Unuttuklarımızı veya ihmal ettiklerimizi sıralasak ne olurdu acaba? Örneğin depremleri hatırlıyor muyuz? Depremle ilgili alınması gereken önlemleri tartışıyor muyuz? Yine ekonomiyi tartışabiliyor muyuz? Ekonomi deyince TÜİK’in açıkladığı enflasyon verileri gündemimizde ne kadar yer alıyor? Asgari ücreti ne kadar tartışıyoruz. Asgari ücretim alım gücünün ne kadar düştüğünü konuşabiliyor muyuz? Emeklinin içinde bulunduğu durumu kim tartışıyor? En düşük emekli maaşının 16 Bin 881 lira olmasından gayri emeklinin durumunda bir düzelmeden, yaşam koşullarının iyileştirilebilmesinden söz edebiliyor muyuz? Yine çiftçinin karşı karşıya olduğu durumu kim ne kadar gündemine alıyor? Yaşanan don afetinin ardından pazardaki sebze ve meyve fiyatlarına dönüp bakan var mı? Hayvancılığımız ne alemde? Süt besiciliği yapan vatandaşlarımız kaç süt ineğini kesime göndermek zorunda kaldı haberi olan var mı? Şarküteri ürünlerinin vitrin fiyatlarından bahsedene rastladınız mı? İşsizlik rakamları konusunda bir fikri olan var mı? Kamu işçilerinin toplu iş sözleşmesi gelişmelerinde ne gibi bir gelişme yaşandı? Memur emeklileri ile memurların toplu iş sözleşmesi görüşmeleri ile ilgili beklenti ile ilgili yorumda bulunan var mı?

Benim hemen aklıma geliveren konu başlıkları bunlar… Atladıklarım vardı. Ancak Türkiye’nin gündemi gerçekten çok farklı… Bir tarafta 31 Mart 2024 Yerel seçimlerinde iktidarın kaybettiği muhalefetin kazandığı belediyeler gündemimizde. CHP’li belediyelere yönelik yapılan yolsuzluk başlıklı operasyonlar, tutuklanan belediye başkanları ve bürokratları gündemimizin en önemli tartışma konularından birisi. Yandaş kanallar da, artık sayısı parmakla sayılacak kadar muhalif kanallarda aylardır aynı konuyu yani belediye operasyonlarını masaya yatırıyor, enine-boyuna tartışıyorlar. Vatandaşı ilgilendiren diğer konular ve yukarıda sıralamaya çalıştığım can yakıcı sorunlar karşısında birkaç kelamın dışında söz söyleyen var mı? Ne yazık ki ben göremiyorum, duyamıyorum veya anlayamıyorum… Başkaca ne var gündemimizde? “Terörsüz Türkiye!”

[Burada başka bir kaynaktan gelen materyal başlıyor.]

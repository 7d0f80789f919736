use std::{fmt, sync::Arc};

use chrono::{Datelike, Duration, FixedOffset, NaiveDate, NaiveDateTime, NaiveTime, Utc};

use crate::{analytics::types::TimeRange, errors::Error, utils::fold_accents, Result};

/// Source of the current local wall-clock time.
pub trait Clock: Send + Sync {
    fn now(&self) -> NaiveDateTime;

    /// Calendar day that relative periods count from.
    fn today(&self) -> NaiveDate {
        self.now().date()
    }
}

/// Real time shifted by a fixed UTC offset.
#[derive(Clone, Copy, Debug)]
pub struct SystemClock {
    offset: FixedOffset,
}

impl SystemClock {
    pub fn new(utc_offset_minutes: i32) -> Result<Self> {
        let offset = FixedOffset::east_opt(utc_offset_minutes * 60).ok_or_else(|| {
            Error::Config(format!("invalid utc offset: {utc_offset_minutes} minutes"))
        })?;
        Ok(Self { offset })
    }
}

impl Clock for SystemClock {
    fn now(&self) -> NaiveDateTime {
        Utc::now().with_timezone(&self.offset).naive_local()
    }
}

/// Treats `date` as "today", with `now` at the end of that day so the whole
/// day is in range.
///
/// Used when the measurement database is a frozen snapshot.
#[derive(Clone, Copy, Debug)]
pub struct PinnedClock {
    date: NaiveDate,
}

impl PinnedClock {
    pub fn new(date: NaiveDate) -> Self {
        Self { date }
    }
}

impl Clock for PinnedClock {
    fn now(&self) -> NaiveDateTime {
        self.date.and_time(NaiveTime::MIN) + Duration::days(1)
    }

    fn today(&self) -> NaiveDate {
        self.date
    }
}

/// Always returns the same instant.
#[derive(Clone, Copy, Debug)]
pub struct FixedClock(pub NaiveDateTime);

impl Clock for FixedClock {
    fn now(&self) -> NaiveDateTime {
        self.0
    }
}

pub fn clock_from_settings(
    utc_offset_minutes: i32,
    reference_date: Option<NaiveDate>,
) -> Result<Arc<dyn Clock>> {
    Ok(match reference_date {
        Some(date) => Arc::new(PinnedClock::new(date)),
        None => Arc::new(SystemClock::new(utc_offset_minutes)?),
    })
}

/// Symbolic period understood by the data tool.
#[derive(Clone, Copy, Debug, PartialEq, Eq, Hash)]
pub enum Period {
    Today,
    Yesterday,
    Last24Hours,
    ThisWeek,
    LastWeek,
    Last7Days,
    ThisMonth,
    LastMonth,
    Last30Days,
    ThisYear,
    LastYear,
}

impl Period {
    pub const ALL: [Period; 11] = [
        Period::Today,
        Period::Yesterday,
        Period::Last24Hours,
        Period::ThisWeek,
        Period::LastWeek,
        Period::Last7Days,
        Period::ThisMonth,
        Period::LastMonth,
        Period::Last30Days,
        Period::ThisYear,
        Period::LastYear,
    ];

    /// Canonical token and its Portuguese alias.
    pub fn tokens(self) -> (&'static str, &'static str) {
        match self {
            Period::Today => ("today", "hoje"),
            Period::Yesterday => ("yesterday", "ontem"),
            Period::Last24Hours => ("last_24_hours", "ultimas_24_horas"),
            Period::ThisWeek => ("this_week", "esta_semana"),
            Period::LastWeek => ("last_week", "semana_passada"),
            Period::Last7Days => ("last_7_days", "ultimos_7_dias"),
            Period::ThisMonth => ("this_month", "este_mes"),
            Period::LastMonth => ("last_month", "mes_passado"),
            Period::Last30Days => ("last_30_days", "ultimos_30_dias"),
            Period::ThisYear => ("this_year", "este_ano"),
            Period::LastYear => ("last_year", "ano_passado"),
        }
    }

    pub fn as_str(self) -> &'static str {
        self.tokens().0
    }

    pub fn parse(token: &str) -> Result<Self> {
        let normalized = fold_accents(&token.trim().to_lowercase()).replace([' ', '-'], "_");
        Period::ALL
            .into_iter()
            .find(|p| {
                let (en, pt) = p.tokens();
                normalized == en || normalized == pt
            })
            .ok_or_else(|| {
                let accepted: Vec<&str> = Period::ALL.iter().map(|p| p.as_str()).collect();
                Error::InvalidInput(format!(
                    "período desconhecido '{}'. Períodos aceitos: {}",
                    token.trim(),
                    accepted.join(", ")
                ))
            })
    }

    /// Resolve against `clock`: calendar boundaries come from its day,
    /// open-ended ranges stop at its current time.
    pub fn resolve(self, clock: &dyn Clock) -> Result<TimeRange> {
        self.resolve_at(clock.today(), clock.now())
    }

    pub fn resolve_at(self, today: NaiveDate, now: NaiveDateTime) -> Result<TimeRange> {
        let midnight = today.and_time(NaiveTime::MIN);

        let range = match self {
            Period::Today => TimeRange::new(midnight, now),
            Period::Yesterday => TimeRange::new(midnight - Duration::days(1), midnight),
            Period::Last24Hours => TimeRange::new(now - Duration::hours(24), now),
            Period::ThisWeek => TimeRange::new(week_start(today), now),
            Period::LastWeek => {
                let monday = week_start(today);
                TimeRange::new(monday - Duration::days(7), monday)
            }
            Period::Last7Days => TimeRange::new(midnight - Duration::days(7), now),
            Period::ThisMonth => TimeRange::new(month_start(today.year(), today.month())?, now),
            Period::LastMonth => {
                let (y, m) = if today.month() == 1 {
                    (today.year() - 1, 12)
                } else {
                    (today.year(), today.month() - 1)
                };
                TimeRange::new(
                    month_start(y, m)?,
                    month_start(today.year(), today.month())?,
                )
            }
            Period::Last30Days => TimeRange::new(midnight - Duration::days(30), now),
            Period::ThisYear => TimeRange::new(month_start(today.year(), 1)?, now),
            Period::LastYear => TimeRange::new(
                month_start(today.year() - 1, 1)?,
                month_start(today.year(), 1)?,
            ),
        };
        Ok(range)
    }
}

impl fmt::Display for Period {
    fn fmt(&self, f: &mut fmt::Formatter<'_>) -> fmt::Result {
        f.write_str(self.as_str())
    }
}

fn week_start(day: NaiveDate) -> NaiveDateTime {
    let back = i64::from(day.weekday().num_days_from_monday());
    day.and_time(NaiveTime::MIN) - Duration::days(back)
}

fn month_start(year: i32, month: u32) -> Result<NaiveDateTime> {
    NaiveDate::from_ymd_opt(year, month, 1)
        .map(|d| d.and_time(NaiveTime::MIN))
        .ok_or_else(|| Error::InvalidInput(format!("data inválida: {year}-{month:02}")))
}
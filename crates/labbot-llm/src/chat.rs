use async_trait::async_trait;
use labbot_core::{
    config::LlmSettings,
    errors::Error,
    model::{ChatModel, ChatRequest, ChatResponse, ResponseFormat},
    Result,
};
use tracing::debug;

use crate::{
    http::{build_client, endpoint, send_with_retry},
    wire::{WireMessage, WireRequest, WireResponse, WireTool, JSON_OBJECT},
};

/// `POST {base_url}/chat/completions` client.
#[derive(Clone, Debug)]
pub struct OpenAiChatModel {
    http: reqwest::Client,
    url: String,
    api_key: String,
    model: String,
    temperature: f32,
}

impl OpenAiChatModel {
    pub fn new(settings: &LlmSettings) -> Result<Self> {
        debug!(
            model = %settings.model,
            temperature = settings.temperature,
            timeout_secs = settings.timeout.as_secs(),
            "creating chat model"
        );
        Ok(Self {
            http: build_client(settings.timeout)?,
            url: endpoint(&settings.base_url, "chat/completions"),
            api_key: settings.api_key.clone(),
            model: settings.model.clone(),
            temperature: settings.temperature,
        })
    }
}

#[async_trait]
impl ChatModel for OpenAiChatModel {
    fn model_name(&self) -> &str {
        &self.model
    }

    async fn chat(&self, req: ChatRequest) -> Result<ChatResponse> {
        let body = WireRequest {
            model: &self.model,
            messages: req.messages.iter().map(WireMessage::from).collect(),
            temperature: self.temperature,
            tools: req.tools.iter().map(WireTool::from).collect(),
            response_format: match req.response_format {
                ResponseFormat::Text => None,
                ResponseFormat::JsonObject => Some(JSON_OBJECT),
            },
            max_completion_tokens: None,
            top_p: None,
        };

        let resp = send_with_retry("chat completion", || {
            Ok(self.http.post(&self.url).bearer_auth(&self.api_key).json(&body))
        })
        .await?;

        let wire: WireResponse = resp
            .json()
            .await
            .map_err(|e| Error::External(format!("chat completion json error: {e}")))?;
        wire.into_chat_response()
    }
}
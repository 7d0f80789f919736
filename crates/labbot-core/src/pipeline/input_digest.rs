use async_trait::async_trait;

use crate::{
    model::ChatMessage,
    pipeline::{graph::Node, state::GraphState},
    Result,
};

/// Appends the user turn to history and cuts the working window.
pub struct InputDigest {
    max_history: usize,
}

impl InputDigest {
    pub fn new(max_history: usize) -> Self {
        Self {
            max_history: max_history.max(1),
        }
    }
}

#[async_trait]
impl Node for InputDigest {
    fn name(&self) -> &'static str {
        "input_digest"
    }

    async fn run(&self, mut state: GraphState) -> Result<GraphState> {
        state
            .messages_history
            .push(ChatMessage::user(state.chat_input.clone()));
        let from = state.messages_history.len().saturating_sub(self.max_history);
        state.messages = state.messages_history[from..].to_vec();
        Ok(state)
    }
}

#[cfg(test)]
mod tests {
    use super::*;
    use crate::{
        domain::ChatId,
        memory::ThreadState,
        model::Role,
        pipeline::state::GraphInput,
    };

    #[tokio::test]
    async fn window_keeps_latest_entries() {
        let saved = ThreadState {
            messages_history: (0..6)
                .map(|i| {
                    if i % 2 == 0 {
                        ChatMessage::user(format!("u{i}"))
                    } else {
                        ChatMessage::assistant(format!("a{i}"))
                    }
                })
                .collect(),
            ..Default::default()
        };
        let state = GraphState::new(GraphInput::new(ChatId(1), "nova"), Some(saved));

        let out = InputDigest::new(3).run(state).await.unwrap();
        assert_eq!(out.messages_history.len(), 7);
        assert_eq!(out.messages.len(), 3);
        assert_eq!(out.messages[0].content, "u4");
        let last = out.messages.last().unwrap();
        assert_eq!((last.role, last.content.as_str()), (Role::User, "nova"));
    }
}
use std::{sync::Arc, time::Instant};

use async_trait::async_trait;
use tracing::{debug, info};

use crate::{
    domain::ChatId,
    memory::Checkpointer,
    pipeline::state::{GraphInput, GraphState},
    Result,
};

/// One step of the response graph.
#[async_trait]
pub trait Node: Send + Sync {
    fn name(&self) -> &'static str;

    async fn run(&self, state: GraphState) -> Result<GraphState>;
}

/// Fixed linear sequence of nodes with per-thread checkpointing.
pub struct Graph {
    nodes: Vec<Arc<dyn Node>>,
    checkpointer: Arc<dyn Checkpointer>,
}

impl Graph {
    pub fn new(checkpointer: Arc<dyn Checkpointer>) -> Self {
        Self {
            nodes: Vec::new(),
            checkpointer,
        }
    }

    pub fn then(mut self, node: Arc<dyn Node>) -> Self {
        self.nodes.push(node);
        self
    }

    pub fn node_names(&self) -> Vec<&'static str> {
        self.nodes.iter().map(|n| n.name()).collect()
    }

    pub fn checkpointer(&self) -> &Arc<dyn Checkpointer> {
        &self.checkpointer
    }

    /// Runs every node in order; the thread is saved only when all of them succeed.
    pub async fn invoke(&self, input: GraphInput) -> Result<GraphState> {
        let thread_id = input.chat_id.0.to_string();
        let saved = self.checkpointer.load(&thread_id).await?;
        let mut state = GraphState::new(input, saved);

        let started = Instant::now();
        for node in &self.nodes {
            let t = Instant::now();
            state = node.run(state).await?;
            debug!(
                node = node.name(),
                elapsed_ms = t.elapsed().as_millis() as u64,
                "node finished"
            );
        }

        self.checkpointer
            .save(&thread_id, &state.to_thread_state())
            .await?;
        info!(
            thread_id,
            replies = state.formatted_output.len(),
            elapsed_ms = started.elapsed().as_millis() as u64,
            "graph run complete"
        );
        Ok(state)
    }

    pub async fn reset(&self, chat_id: ChatId) -> Result<()> {
        self.checkpointer.reset_thread(&chat_id.0.to_string()).await
    }
}

#[cfg(test)]
mod tests {
    use super::*;
    use crate::{
        domain::Reply,
        errors::Error,
        memory::InMemoryCheckpointer,
        model::ChatMessage,
        pipeline::input_digest::InputDigest,
    };

    struct Echo;

    #[async_trait]
    impl Node for Echo {
        fn name(&self) -> &'static str {
            "echo"
        }

        async fn run(&self, mut state: GraphState) -> Result<GraphState> {
            let answer = format!("eco: {}", state.chat_input);
            state.messages_history.push(ChatMessage::assistant(&answer));
            state.formatted_output = vec![Reply::text(answer)];
            Ok(state)
        }
    }

    struct Fails;

    #[async_trait]
    impl Node for Fails {
        fn name(&self) -> &'static str {
            "fails"
        }

        async fn run(&self, _state: GraphState) -> Result<GraphState> {
            Err(Error::External("boom".into()))
        }
    }

    #[tokio::test]
    async fn history_accumulates_across_runs() {
        let cp = Arc::new(InMemoryCheckpointer::new());
        let graph = Graph::new(cp.clone())
            .then(Arc::new(InputDigest::new(10)))
            .then(Arc::new(Echo));
        assert_eq!(graph.node_names(), vec!["input_digest", "echo"]);

        graph.invoke(GraphInput::new(ChatId(5), "um")).await.unwrap();
        let out = graph.invoke(GraphInput::new(ChatId(5), "dois")).await.unwrap();
        assert_eq!(out.formatted_output, vec![Reply::text("eco: dois")]);
        assert_eq!(out.messages_history.len(), 4);

        graph.reset(ChatId(5)).await.unwrap();
        assert!(cp.load("5").await.unwrap().is_none());
    }

    #[tokio::test]
    async fn failed_run_is_not_saved() {
        let cp = Arc::new(InMemoryCheckpointer::new());
        let graph = Graph::new(cp.clone())
            .then(Arc::new(InputDigest::new(10)))
            .then(Arc::new(Fails));
        assert!(graph.invoke(GraphInput::new(ChatId(9), "oi")).await.is_err());
        assert!(cp.load("9").await.unwrap().is_none());
    }
}
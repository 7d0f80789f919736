use async_trait::async_trait;
use labbot_core::{
    memory::{Checkpointer, ThreadState},
    Result,
};
use sqlx::{types::Json, PgPool};
use tracing::info;

use crate::pool::db_err;

const CREATE_TABLE_SQL: &str = r#"
CREATE TABLE IF NOT EXISTS conversation_checkpoints (
    thread_id  TEXT PRIMARY KEY,
    state      JSONB NOT NULL,
    updated_at TIMESTAMPTZ NOT NULL DEFAULT now()
)
"#;

const LOAD_SQL: &str = "SELECT state FROM conversation_checkpoints WHERE thread_id = $1";

const SAVE_SQL: &str = r#"
INSERT INTO conversation_checkpoints (thread_id, state, updated_at)
VALUES ($1, $2, now())
ON CONFLICT (thread_id) DO UPDATE
SET state = EXCLUDED.state, updated_at = EXCLUDED.updated_at
"#;

const RESET_SQL: &str = "DELETE FROM conversation_checkpoints WHERE thread_id = $1";

/// One JSONB row per thread in `conversation_checkpoints`.
#[derive(Clone)]
pub struct PostgresCheckpointer {
    pool: PgPool,
    run_migrations: bool,
}

impl PostgresCheckpointer {
    pub fn new(pool: PgPool, disable_migrations: bool) -> Self {
        Self {
            pool,
            run_migrations: !disable_migrations,
        }
    }
}

#[async_trait]
impl Checkpointer for PostgresCheckpointer {
    fn name(&self) -> &'static str {
        "postgres"
    }

    async fn open(&self) -> Result<()> {
        if self.run_migrations {
            info!("creating conversation_checkpoints table if missing");
            sqlx::query(CREATE_TABLE_SQL)
                .execute(&self.pool)
                .await
                .map_err(db_err)?;
        } else {
            info!("migrations disabled, skipping checkpoint table setup");
        }
        sqlx::query("SELECT 1")
            .execute(&self.pool)
            .await
            .map_err(db_err)?;
        info!("postgres checkpointer ready");
        Ok(())
    }

    async fn close(&self) -> Result<()> {
        info!("closing postgres checkpointer");
        self.pool.close().await;
        Ok(())
    }

    async fn load(&self, thread_id: &str) -> Result<Option<ThreadState>> {
        let row: Option<Json<ThreadState>> = sqlx::query_scalar(LOAD_SQL)
            .bind(thread_id)
            .fetch_optional(&self.pool)
            .await
            .map_err(db_err)?;
        Ok(row.map(|Json(state)| state))
    }

    async fn save(&self, thread_id: &str, state: &ThreadState) -> Result<()> {
        sqlx::query(SAVE_SQL)
            .bind(thread_id)
            .bind(Json(state))
            .execute(&self.pool)
            .await
            .map_err(db_err)?;
        Ok(())
    }

    async fn reset_thread(&self, thread_id: &str) -> Result<()> {
        let done = sqlx::query(RESET_SQL)
            .bind(thread_id)
            .execute(&self.pool)
            .await
            .map_err(db_err)?;
        info!(thread_id, deleted = done.rows_affected(), "thread reset");
        Ok(())
    }
}
//! Telegram adapter (teloxide).
//!
//! Implements the `labbot-core` MessagingPort over the Bot API, turns
//! incoming messages (text, audio, voice, photo) into pipeline input, and
//! drives webhook updates through the conversation service.

use std::path::Path;

use async_trait::async_trait;
use teloxide::{prelude::*, types::InputFile};
use tokio::time::sleep;

pub mod input;
pub mod webhook;

use labbot_core::{
    domain::{ChatId, MessageId, MessageRef},
    errors::Error,
    messaging::{
        port::MessagingPort,
        types::{ChatAction, MessagingCapabilities},
    },
    Result,
};

pub use input::{BotFileFetcher, FileFetcher, IncomingMessage, InputProcessor};
pub use webhook::{message_from_update, ChatLocks, TelegramHandler};

#[derive(Clone)]
pub struct TelegramMessenger {
    bot: Bot,
    max_message_len: usize,
}

impl TelegramMessenger {
    pub fn new(bot: Bot, max_message_len: usize) -> Self {
        Self {
            bot,
            max_message_len,
        }
    }

    pub fn from_token(token: impl Into<String>, max_message_len: usize) -> Self {
        Self::new(Bot::new(token), max_message_len)
    }

    pub fn bot(&self) -> Bot {
        self.bot.clone()
    }

    fn tg_chat(chat_id: ChatId) -> teloxide::types::ChatId {
        teloxide::types::ChatId(chat_id.0)
    }

    fn map_err(e: teloxide::RequestError) -> Error {
        Error::External(format!("telegram error: {e}"))
    }

    fn sent(chat_id: ChatId, msg: &Message) -> MessageRef {
        MessageRef {
            chat_id,
            message_id: MessageId(msg.id.0),
        }
    }

    /// Retries once when Telegram answers 429 with a RetryAfter hint.
    async fn with_retry<T, Fut>(&self, mut op: impl FnMut() -> Fut) -> Result<T>
    where
        Fut: std::future::IntoFuture<Output = std::result::Result<T, teloxide::RequestError>>,
        Fut::IntoFuture: Send,
    {
        const MAX_RETRIES: usize = 1;
        let mut attempts = 0usize;
        loop {
            match op().await {
                Ok(v) => return Ok(v),
                Err(teloxide::RequestError::RetryAfter(d)) if attempts < MAX_RETRIES => {
                    attempts += 1;
                    tracing::warn!(retry_after = ?d, "telegram rate limited");
                    sleep(d).await;
                }
                Err(other) => return Err(Self::map_err(other)),
            }
        }
    }
}

#[async_trait]
impl MessagingPort for TelegramMessenger {
    fn capabilities(&self) -> MessagingCapabilities {
        MessagingCapabilities {
            supports_photos: true,
            supports_chat_actions: true,
            max_message_len: self.max_message_len,
        }
    }

    async fn send_text(&self, chat_id: ChatId, text: &str) -> Result<MessageRef> {
        let msg = self
            .with_retry(|| self.bot.send_message(Self::tg_chat(chat_id), text.to_string()))
            .await?;
        Ok(Self::sent(chat_id, &msg))
    }

    async fn send_photo(&self, chat_id: ChatId, path: &Path) -> Result<MessageRef> {
        let msg = self
            .with_retry(|| {
                self.bot
                    .send_photo(Self::tg_chat(chat_id), InputFile::file(path.to_path_buf()))
            })
            .await?;
        Ok(Self::sent(chat_id, &msg))
    }

    async fn send_document(&self, chat_id: ChatId, path: &Path) -> Result<MessageRef> {
        let msg = self
            .with_retry(|| {
                self.bot
                    .send_document(Self::tg_chat(chat_id), InputFile::file(path.to_path_buf()))
            })
            .await?;
        Ok(Self::sent(chat_id, &msg))
    }

    async fn send_chat_action(&self, chat_id: ChatId, action: ChatAction) -> Result<()> {
        let tg_action = match action {
            ChatAction::Typing => teloxide::types::ChatAction::Typing,
            ChatAction::UploadPhoto => teloxide::types::ChatAction::UploadPhoto,
            ChatAction::UploadDocument => teloxide::types::ChatAction::UploadDocument,
        };
        self.with_retry(|| self.bot.send_chat_action(Self::tg_chat(chat_id), tg_action))
            .await?;
        Ok(())
    }
}
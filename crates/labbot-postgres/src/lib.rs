//! Postgres adapters: the SQL analytics backend over the readings database
//! and the conversation checkpointer.

pub mod analytics;
pub mod checkpointer;
pub mod pool;

pub use analytics::SqlAnalytics;
pub use checkpointer::PostgresCheckpointer;
pub use pool::connect_lazy;
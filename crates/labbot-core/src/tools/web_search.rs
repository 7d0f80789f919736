use std::sync::Arc;

use async_trait::async_trait;
use serde::{Deserialize, Serialize};
use serde_json::json;
use tracing::info;

use crate::{
    errors::Error,
    model::ToolDefinition,
    tools::{parse_args, Tool},
    utils::truncate_text,
    Result,
};

#[derive(Clone, Debug, PartialEq, Serialize, Deserialize)]
pub struct SearchHit {
    pub title: String,
    pub url: String,
    pub content: String,
}

/// Web search backend (Tavily in production).
#[async_trait]
pub trait SearchProvider: Send + Sync {
    async fn search(&self, query: &str, max_results: u8) -> Result<Vec<SearchHit>>;
}

#[derive(Deserialize)]
struct Args {
    query: String,
}

pub struct WebSearch {
    provider: Arc<dyn SearchProvider>,
    max_results: u8,
}

impl WebSearch {
    pub fn new(provider: Arc<dyn SearchProvider>, max_results: u8) -> Self {
        Self {
            provider,
            max_results: max_results.max(1),
        }
    }
}

#[async_trait]
impl Tool for WebSearch {
    fn name(&self) -> &str {
        "WebSearch"
    }

    fn definition(&self) -> ToolDefinition {
        ToolDefinition {
            name: "WebSearch".into(),
            description: "Busca informações atuais na internet, como notícias, eventos recentes \
                ou qualquer dado que possa ter mudado recentemente. Liste as fontes usadas ao \
                final da resposta, em uma seção chamada 'Fontes'."
                .into(),
            parameters: json!({
                "type": "object",
                "properties": {
                    "query": {
                        "type": "string",
                        "description": "Uma consulta curta e objetiva descrevendo o que o usuário quer saber."
                    }
                },
                "required": ["query"]
            }),
        }
    }

    async fn execute(&self, arguments: &str) -> Result<String> {
        let args: Args = parse_args(arguments)?;
        let query = args.query.trim();
        if query.is_empty() {
            return Err(Error::InvalidInput("a consulta não pode ser vazia".into()));
        }

        let hits = self.provider.search(query, self.max_results).await?;
        info!(query, results = hits.len(), "web search done");
        if hits.is_empty() {
            return Ok(format!("Nenhum resultado encontrado para: {query}"));
        }

        let mut out = String::new();
        for (i, hit) in hits.iter().enumerate() {
            if i > 0 {
                out.push('\n');
            }
            out.push_str(&format!(
                "{}. {}\n   {}\n   {}",
                i + 1,
                hit.title.trim(),
                hit.url,
                truncate_text(hit.content.trim(), 500)
            ));
        }
        Ok(out)
    }
}

#[cfg(test)]
mod tests {
    use super::*;
    use tokio::sync::Mutex;

    #[derive(Default)]
    struct FakeProvider {
        hits: Vec<SearchHit>,
        seen: Mutex<Vec<(String, u8)>>,
    }

    #[async_trait]
    impl SearchProvider for FakeProvider {
        async fn search(&self, query: &str, max_results: u8) -> Result<Vec<SearchHit>> {
            self.seen.lock().await.push((query.to_string(), max_results));
            Ok(self.hits.clone())
        }
    }

    #[tokio::test]
    async fn formats_hits_with_sources() {
        let provider = Arc::new(FakeProvider {
            hits: vec![SearchHit {
                title: "Tarifa branca".into(),
                url: "https://example.org/tarifa".into(),
                content: "A tarifa branca...".into(),
            }],
            ..Default::default()
        });
        let tool = WebSearch::new(provider.clone(), 3);
        let out = tool.execute(r#"{"query":" tarifa branca "}"#).await.unwrap();
        assert_eq!(
            out,
            "1. Tarifa branca\n   https://example.org/tarifa\n   A tarifa branca..."
        );
        assert_eq!(
            provider.seen.lock().await.as_slice(),
            &[("tarifa branca".to_string(), 3)]
        );
    }

    #[tokio::test]
    async fn empty_query_is_rejected() {
        let tool = WebSearch::new(Arc::new(FakeProvider::default()), 3);
        assert!(tool.execute(r#"{"query":"  "}"#).await.is_err());
    }

    #[tokio::test]
    async fn no_results_message() {
        let tool = WebSearch::new(Arc::new(FakeProvider::default()), 3);
        let out = tool.execute(r#"{"query":"xyz"}"#).await.unwrap();
        assert_eq!(out, "Nenhum resultado encontrado para: xyz");
    }
}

Türkiye’nin 41 yıldır sürdürdüğü terörle mücadelesinde ödediği bedellerin sonucunda “Terörsüz” bir barış ve kardeşlik ortamına kavuşmasını kim istemez? Ancak kamu vicdanında yapılanların, yaşananların. Ve siyasetin bakış açısının çok da içimize sindiğini söyleyemem. Çok net bir şekilde gördüğüm şey toplumun her kesiminin, siyasetle ilgilenenler veya ilgilenmeyenlerin adı konmamış sürece endişeyle ve son derece mesafeli baktığını gözlemlemek o kadar zor değil. Asıl konuşulması gerekenlerin gölgesinde kalan yeni gelişmelerin toplumda ne kadar karşılıklı bulduğunu ölçmenin tek yolunun ne olduğunu herkes biliyor. Yani sandık vatandaşın önüne gelmeden vatandaşın neyi onaylayıp neyi onaylamadığını görmek mümkün değil.

Toplumun geçim kaygılarının ön plana çıktığı bir dönemde ancak geleceğini de çok yakından ilgilendiren varlık ve beka meselesini de göz ardı etmediğini biliyoruz. Sokakta kimle konuşuyorsam konuştuklarım arasında “ne günlük sorunlara, ne de siyaseten yaşananlara” duyarsız olan birine tanık olmadım. Ancak bir hakikatin de altını çizmeliyim. Vatandaş doğrusunu isterseniz yüksek sesle konuşmaktan kaçınıyor. Özellikle siyaset sahnesinde olan biteni endişe ile izliyor, siyasetteki yüksek gerilimin sanki asıl sorunların çözümünün üzerine örtülen şal gibi de algılıyor. Özellikle toplumun dar gelirli kesimleri kendi yaşam koşullarının iyileştirilmesi konusunda atılacak somut adımları bekliyor.

Özetle vatandaş geleceği ile bugünü arasında acayip bir biçimde sıkışmış bir görüntü sergiliyor. Bu handikabın nasıl aşılacağını ise kimse bilmiyor.